I smell grills....they're multiplyin'...and I'm losin' control....


It's another fabulous Monday morning -  dreary and coldish with a constant threat of rain. In other words, if I was a duck, (much like the ones that set up residence in my neighbor's front yard across the street), I'd be diggin' it. 
Last I checked, no webbed feet here - but one thing is for sure - I am in desperate need of a pedicure. 
Tomorrow's forecast is more of the same, but 10 degrees cooler. Dragging my ass to class tomorrow evening should be interesting. I don't know why, but I always feel like when the weather is bad, we should be able to stay home. Yes, I'm 38 years old but that doesn't mean I have stopped looking for a reason to skip class.
The good news is, the weekend's forecast is calling for sunny and warm weather, which is a good thing since Josh and I will be at the beach making some oh so important (gag) floral decisions and hopefully meeting with our crazy cake lady (who still has yet to deposit my $100 check, despite her receiving it in January). If possible, Josh and I also want to get our freebie beach portrait done with the dogs, compliments of Josh's dad who won a gift certificate for a session last year and passed it along to us. I'd love to be a little thinner for this photo shoot but you know what, you can't have everything?

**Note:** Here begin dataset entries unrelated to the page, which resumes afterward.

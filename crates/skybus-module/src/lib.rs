//! skybus Module SDK - client side of the broker protocol
//!
//! A module binds its own UDP socket, announces its identity to the broker
//! (declaring the message types it wants), and then exchanges envelopes over
//! the chunked transport. The broker learns the module's address from the
//! identity announcements, so a module must announce before it can receive.

pub mod client;

pub use client::*;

Overall, I have been doing quite well on this WW "journey" - down to 213.25 lb today, even with the onslaught of my hellacious period (here for the freaking SECOND time this month, thank you!) so I at least know that even the Slim a Bear Klondikes I have been eating with utter delight on a nightly basis aren't keeping me from weight loss.
That, ladies and gentleman, is what you call encouragement!
Josh has been dubbed the Weight Watchers Nazi - although he's really not following the WW plan as they would recommend. Meaning he eats significantly less points than I do per day (my allotment is 25) and his exercise habits are on par with a contestant on the Biggest Loser right before a weigh in. For instance, yesterday while I whined and complained of cramps and begged and pleaded to not have to go on our morning walk, he simply kissed me on cheek, said "See ya later" and proceeded to walk 9 miles with the dogs, sans Ro Ro. He does it without me....without complaint, without prodding......
9 freaking miles - without an iPod, mind you. Who does that????
The man who has lost over 32 pounds in 5 weeks, that's who. It is quite remarkable actually.
I'm beyond proud of him but I do wish he'd relax a little when it comes to food. I mean, how much vinegar can one person consume?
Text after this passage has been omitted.